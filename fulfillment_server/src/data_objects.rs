use std::fmt::Display;

use fulfillment_engine::{
    db_types::{ChangeType, NewOrder, NewOrderItem, OrderStatusType, StatusChange},
    DeliveryOutcome,
};
use ofg_common::Money;
use serde::{Deserialize, Serialize};

#[derive(Debug, Clone, Serialize, Deserialize)]
pub struct JsonResponse {
    pub success: bool,
    pub message: String,
}

impl JsonResponse {
    pub fn success<S: Display>(message: S) -> Self {
        Self { success: true, message: message.to_string() }
    }

    pub fn failure<S: Display>(message: S) -> Self {
        Self { success: false, message: message.to_string() }
    }
}

/// What the provider gets back for a delivery. The provider only looks at the status code; the body is for humans.
#[derive(Debug, Clone, PartialEq, Eq, Serialize, Deserialize)]
pub struct DeliveryResponse {
    pub received: bool,
    pub outcome: String,
    pub message: String,
}

impl From<&DeliveryOutcome> for DeliveryResponse {
    fn from(outcome: &DeliveryOutcome) -> Self {
        let received = !matches!(outcome, DeliveryOutcome::Malformed(_) | DeliveryOutcome::SignatureInvalid);
        Self { received, outcome: outcome.code().to_string(), message: outcome.to_string() }
    }
}

//------------------------------------------------   Orders   ---------------------------------------------------------
#[derive(Debug, Clone, Serialize, Deserialize)]
pub struct OrderItemRequest {
    pub product_id: i64,
    pub quantity: i64,
    /// A decimal string, e.g. "750.00"
    pub unit_price: String,
}

#[derive(Debug, Clone, Serialize, Deserialize)]
pub struct NewOrderRequest {
    pub customer_id: String,
    #[serde(default)]
    pub customer_email: Option<String>,
    pub payment_ref: String,
    pub items: Vec<OrderItemRequest>,
}

impl NewOrderRequest {
    pub fn into_new_order(self) -> Result<NewOrder, String> {
        let items = self
            .items
            .into_iter()
            .map(|item| {
                let price = item
                    .unit_price
                    .parse::<Money>()
                    .map_err(|e| format!("Invalid unit price for product {}: {e}", item.product_id))?;
                Ok(NewOrderItem::new(item.product_id, item.quantity, price))
            })
            .collect::<Result<Vec<_>, String>>()?;
        let mut order = NewOrder::new(self.customer_id, self.payment_ref, items);
        if let Some(email) = self.customer_email.filter(|e| !e.trim().is_empty()) {
            order = order.with_email(email);
        }
        Ok(order)
    }
}

#[derive(Debug, Clone, Serialize, Deserialize)]
pub struct StatusUpdateRequest {
    pub status: OrderStatusType,
    #[serde(default)]
    pub tracking_number: Option<String>,
    #[serde(default)]
    pub carrier: Option<String>,
    #[serde(default)]
    pub note: Option<String>,
}

impl StatusUpdateRequest {
    pub fn has_tracking_number(&self) -> bool {
        self.tracking_number.as_deref().is_some_and(|t| !t.trim().is_empty())
    }

    pub fn into_change(self, changed_by: &str) -> (OrderStatusType, StatusChange) {
        let change = StatusChange {
            changed_by: Some(changed_by.to_string()),
            note: self.note,
            tracking_number: self.tracking_number.filter(|t| !t.trim().is_empty()),
            carrier: self.carrier.filter(|c| !c.trim().is_empty()),
        };
        (self.status, change)
    }
}

//-----------------------------------------------   Inventory   -------------------------------------------------------
#[derive(Debug, Clone, Serialize, Deserialize)]
pub struct StockAdjustmentRequest {
    pub delta: i64,
    /// `manual` (the default) or `bulk`. The other change types belong to the order flow.
    #[serde(default)]
    pub change_type: Option<ChangeType>,
    #[serde(default)]
    pub note: Option<String>,
}

impl StockAdjustmentRequest {
    pub fn change_type(&self) -> Result<ChangeType, String> {
        match self.change_type.unwrap_or(ChangeType::Manual) {
            t @ (ChangeType::Manual | ChangeType::Bulk) => Ok(t),
            t => Err(format!("'{t}' adjustments are made by the order flow, not by operators")),
        }
    }
}

//---------------------------------------------   Notifications   -----------------------------------------------------
#[derive(Debug, Clone, Default, Serialize, Deserialize)]
pub struct NotificationQuery {
    #[serde(default)]
    pub unread_only: bool,
}
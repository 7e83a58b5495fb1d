use std::fmt::Display;

use ofg_common::Money;
use serde::{Deserialize, Serialize};

use crate::db_types::{InventoryChange, Order, OrderStatusType, Product, WebhookSource};

/// The provider confirmed payment and the order moved to `processing`.
#[derive(Debug, Clone, PartialEq, Eq, Serialize, Deserialize)]
pub struct OrderPaidEvent {
    pub order: Order,
    pub transaction_id: Option<String>,
    pub amount: Option<Money>,
}

impl OrderPaidEvent {
    pub fn new(order: Order) -> Self {
        Self { order, transaction_id: None, amount: None }
    }
}

/// The provider reported a failed payment. The order was cancelled and its stock put back.
#[derive(Debug, Clone, PartialEq, Eq, Serialize, Deserialize)]
pub struct PaymentFailedEvent {
    pub order: Order,
    pub restored: Vec<InventoryChange>,
    pub transaction_id: Option<String>,
    pub amount: Option<Money>,
    pub provider_status: String,
}

/// An operator moved an order along (or cancelled it).
#[derive(Debug, Clone, PartialEq, Eq, Serialize, Deserialize)]
pub struct OrderStatusChangedEvent {
    pub previous: OrderStatusType,
    pub order: Order,
    pub changed_by: Option<String>,
}

#[derive(Debug, Clone, PartialEq, Eq, Serialize, Deserialize)]
pub struct LowStockEvent {
    pub product: Product,
    pub threshold: i64,
}

#[derive(Debug, Clone, Copy, PartialEq, Eq, Hash, Serialize, Deserialize)]
pub enum AnomalyKind {
    AuthenticationFailure,
    MalformedEvent,
    UnknownOrder,
    /// A verified notification that contradicts the order's settled payment, e.g. money captured on a cancelled order.
    LateContradiction,
    ProcessingError,
}

impl Display for AnomalyKind {
    fn fmt(&self, f: &mut std::fmt::Formatter<'_>) -> std::fmt::Result {
        match self {
            Self::AuthenticationFailure => write!(f, "Signature verification failed"),
            Self::MalformedEvent => write!(f, "Malformed payment notification"),
            Self::UnknownOrder => write!(f, "Payment for unknown order"),
            Self::LateContradiction => write!(f, "Contradictory payment notification"),
            Self::ProcessingError => write!(f, "Payment notification processing error"),
        }
    }
}

/// Something about an inbound notification needs a human to look at it.
#[derive(Debug, Clone, PartialEq, Eq, Serialize, Deserialize)]
pub struct WebhookAnomalyEvent {
    pub kind: AnomalyKind,
    pub source: WebhookSource,
    pub payment_ref: Option<String>,
    pub transaction_id: Option<String>,
    pub amount: Option<Money>,
    pub remote_ip: Option<String>,
    pub detail: String,
}

#[derive(Debug, Clone, PartialEq, Eq, Serialize, Deserialize)]
pub enum FulfillmentEvent {
    OrderPaid(OrderPaidEvent),
    PaymentFailed(PaymentFailedEvent),
    StatusChanged(OrderStatusChangedEvent),
    LowStock(LowStockEvent),
    WebhookAnomaly(WebhookAnomalyEvent),
}
use crate::{
    db_types::{InventoryChange, Order, OrderId, OrderItem, Product, StatusHistoryEntry},
    fe_api::FulfillmentError,
};

/// The `OrderManagement` trait defines the behaviour for querying orders and stock in the database backend.
#[allow(async_fn_in_trait)]
pub trait OrderManagement {
    type Error: std::error::Error + Into<FulfillmentError>;

    async fn order_by_id(&self, order_id: OrderId) -> Result<Option<Order>, Self::Error>;

    async fn order_by_payment_ref(&self, payment_ref: &str) -> Result<Option<Order>, Self::Error>;

    /// The order's item snapshot, in the order the items were placed.
    async fn order_items(&self, order_id: OrderId) -> Result<Vec<OrderItem>, Self::Error>;

    /// Every transition the order has gone through, oldest first.
    async fn status_history(&self, order_id: OrderId) -> Result<Vec<StatusHistoryEntry>, Self::Error>;

    async fn product_by_id(&self, product_id: i64) -> Result<Option<Product>, Self::Error>;

    /// The product's stock change log, newest first.
    async fn inventory_changes(&self, product_id: i64) -> Result<Vec<InventoryChange>, Self::Error>;

    async fn inventory_changes_for_order(&self, order_id: OrderId) -> Result<Vec<InventoryChange>, Self::Error>;
}
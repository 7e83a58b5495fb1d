use std::fmt::Debug;

use log::*;

use crate::{
    db::traits::{FulfillmentDatabase, OrderManagement, PaymentTransition},
    db_types::{NewOrder, Order, OrderId, OrderStatusType, StatusChange},
    events::{EventProducers, FulfillmentEvent, OrderPaidEvent, OrderStatusChangedEvent, PaymentFailedEvent},
    fe_api::{inventory_api::LowStockPolicy, FulfillmentError, InventoryApi},
    helpers::PaymentNotification,
};

/// `OrderFlowApi` is the order state machine. It places orders, applies payment outcomes reported by the provider,
/// and carries out administrative status changes.
pub struct OrderFlowApi<B> {
    db: B,
    producers: EventProducers,
    inventory: InventoryApi<B>,
}

impl<B> Debug for OrderFlowApi<B> {
    fn fmt(&self, f: &mut std::fmt::Formatter<'_>) -> std::fmt::Result {
        write!(f, "OrderFlowApi")
    }
}

impl<B: Clone> OrderFlowApi<B> {
    pub fn new(db: B, producers: EventProducers, low_stock: LowStockPolicy) -> Self {
        let inventory = InventoryApi::new(db.clone(), producers.clone(), low_stock);
        Self { db, producers, inventory }
    }
}

impl<B> OrderFlowApi<B> {
    pub fn db(&self) -> &B {
        &self.db
    }
}

/// Checks an administrative status change against the order lifecycle.
///
/// | From \ To  | Pending | Processing | Shipped | Delivered | Cancelled |
/// |------------|---------|------------|---------|-----------|-----------|
/// | Pending    | no-op   | ok         | -       | -         | ok        |
/// | Processing | -       | no-op      | ok      | -         | ok        |
/// | Shipped    | -       | -          | no-op   | ok        | ok        |
/// | Delivered  | -       | -          | -       | no-op     | -         |
/// | Cancelled  | -       | -          | -       | -         | no-op     |
///
/// `-` is [`FulfillmentError::TransitionForbidden`]; no-op is [`FulfillmentError::TransitionNoOp`].
pub fn check_transition(from: OrderStatusType, to: OrderStatusType) -> Result<(), FulfillmentError> {
    use OrderStatusType::*;
    match (from, to) {
        (a, b) if a == b => Err(FulfillmentError::TransitionNoOp(a)),
        (Pending, Processing) | (Processing, Shipped) | (Shipped, Delivered) => Ok(()),
        (Pending | Processing | Shipped, Cancelled) => Ok(()),
        (from, to) => Err(FulfillmentError::TransitionForbidden { from, to }),
    }
}

fn validate_new_order(order: &NewOrder) -> Result<(), FulfillmentError> {
    if order.payment_ref.trim().is_empty() {
        return Err(FulfillmentError::InvalidOrder("payment reference is required".into()));
    }
    if order.customer_id.trim().is_empty() {
        return Err(FulfillmentError::InvalidOrder("customer id is required".into()));
    }
    if order.items.is_empty() {
        return Err(FulfillmentError::InvalidOrder("an order needs at least one item".into()));
    }
    if let Some(item) = order.items.iter().find(|i| i.quantity <= 0) {
        return Err(FulfillmentError::InvalidQuantity(format!(
            "product {} has quantity {}",
            item.product_id, item.quantity
        )));
    }
    if let Some(item) = order.items.iter().find(|i| i.unit_price.is_negative()) {
        return Err(FulfillmentError::InvalidOrder(format!("product {} has a negative price", item.product_id)));
    }
    if order.total().is_none() {
        return Err(FulfillmentError::InvalidOrder("the order total is too large".into()));
    }
    Ok(())
}

impl<B> OrderFlowApi<B>
where B: FulfillmentDatabase + OrderManagement
{
    /// Places a new order and takes its items out of stock, in one transaction.
    ///
    /// The item snapshot (quantity and unit price) is frozen here. Nothing downstream reads prices from the catalog
    /// again.
    pub async fn place_order(&self, order: NewOrder) -> Result<Order, FulfillmentError> {
        validate_new_order(&order)?;
        let payment_ref = order.payment_ref.clone();
        let (order, changes) = self.db.place_order(order).await.map_err(FulfillmentError::backend)?;
        info!(
            "🔄️📦️ Order {} placed by customer {} for {} ({payment_ref})",
            order.id, order.customer_id, order.total
        );
        for change in &changes {
            self.inventory.signal_low_stock(change).await;
        }
        Ok(order)
    }

    /// Applies a verified success notification. See [`FulfillmentDatabase::mark_order_paid`] for the guard.
    pub async fn confirm_payment(
        &self,
        notification: &PaymentNotification,
    ) -> Result<PaymentTransition, FulfillmentError> {
        let payment_ref = notification.payment_ref.as_str();
        trace!("🔄️✅️ Payment for [{payment_ref}] is being marked as paid");
        let transition = self.db.mark_order_paid(payment_ref).await.map_err(FulfillmentError::backend)?;
        if let PaymentTransition::Applied { order, .. } = &transition {
            info!("🔄️✅️ Order {} [{payment_ref}] is paid and now processing", order.id);
            let event = OrderPaidEvent {
                order: order.clone(),
                transaction_id: notification.transaction_id.clone(),
                amount: notification.amount,
            };
            self.producers.publish(FulfillmentEvent::OrderPaid(event)).await;
        }
        Ok(transition)
    }

    /// Applies a verified failure notification: the order is cancelled and every item goes back into stock, in one
    /// transaction. See [`FulfillmentDatabase::mark_order_payment_failed`] for the guard.
    pub async fn fail_payment(
        &self,
        notification: &PaymentNotification,
    ) -> Result<PaymentTransition, FulfillmentError> {
        let payment_ref = notification.payment_ref.as_str();
        trace!("🔄️❌️ Payment for [{payment_ref}] is being marked as failed");
        let transition = self.db.mark_order_payment_failed(payment_ref).await.map_err(FulfillmentError::backend)?;
        if let PaymentTransition::Applied { order, restored } = &transition {
            info!(
                "🔄️❌️ Order {} [{payment_ref}] cancelled after payment failure. {} item lines restored to stock.",
                order.id,
                restored.len()
            );
            let event = PaymentFailedEvent {
                order: order.clone(),
                restored: restored.clone(),
                transaction_id: notification.transaction_id.clone(),
                amount: notification.amount,
                provider_status: notification.raw_status.clone(),
            };
            self.producers.publish(FulfillmentEvent::PaymentFailed(event)).await;
        }
        Ok(transition)
    }

    /// Changes the status of an order on behalf of an operator.
    ///
    /// The allowed moves are listed in [`check_transition`]. Side effects, per target status:
    ///
    /// * `Shipped`: `shipped_at` is set, along with the tracking number and carrier in `change`, if given. The
    ///   customer is notified (in-app and email).
    /// * `Delivered`: `delivered_at` is set and the customer is notified.
    /// * `Cancelled`: the customer is notified. Stock and payment status are left alone. If the provider later
    ///   reports the payment as failed, that is when the stock comes back.
    ///
    /// Every change appends a history row naming `change.changed_by`.
    ///
    /// The update only applies if the order is still in the status it was read in. If another operator got there first
    /// the call fails with [`FulfillmentError::ConcurrentModification`] and nothing is written.
    pub async fn modify_status_for_order(
        &self,
        order_id: OrderId,
        new_status: OrderStatusType,
        change: StatusChange,
    ) -> Result<Order, FulfillmentError> {
        let order = self
            .db
            .order_by_id(order_id)
            .await
            .map_err(FulfillmentError::backend)?
            .ok_or(FulfillmentError::OrderNotFound(order_id))?;
        check_transition(order.status, new_status)?;
        let changed_by = change.changed_by.clone();
        let updated = self
            .db
            .update_order_status(order_id, order.status, new_status, change)
            .await
            .map_err(FulfillmentError::backend)?
            .ok_or(FulfillmentError::ConcurrentModification(order_id))?;
        info!(
            "🔄️📦️ Order {order_id} moved from {} to {new_status} by {}",
            order.status,
            changed_by.as_deref().unwrap_or("system")
        );
        let event = OrderStatusChangedEvent { previous: order.status, order: updated.clone(), changed_by };
        self.producers.publish(FulfillmentEvent::StatusChanged(event)).await;
        Ok(updated)
    }
}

☆ ☆ ☆

Exercise directions:
Return all lines from the entries that contain the string "OrderStatusChangedEvent".

Output below:
pub struct OrderStatusChangedEvent {
    StatusChanged(OrderStatusChangedEvent),
    events::{EventProducers, FulfillmentEvent, OrderPaidEvent, OrderStatusChangedEvent, PaymentFailedEvent},
        let event = OrderStatusChangedEvent { previous: order.status, order: updated.clone(), changed_by };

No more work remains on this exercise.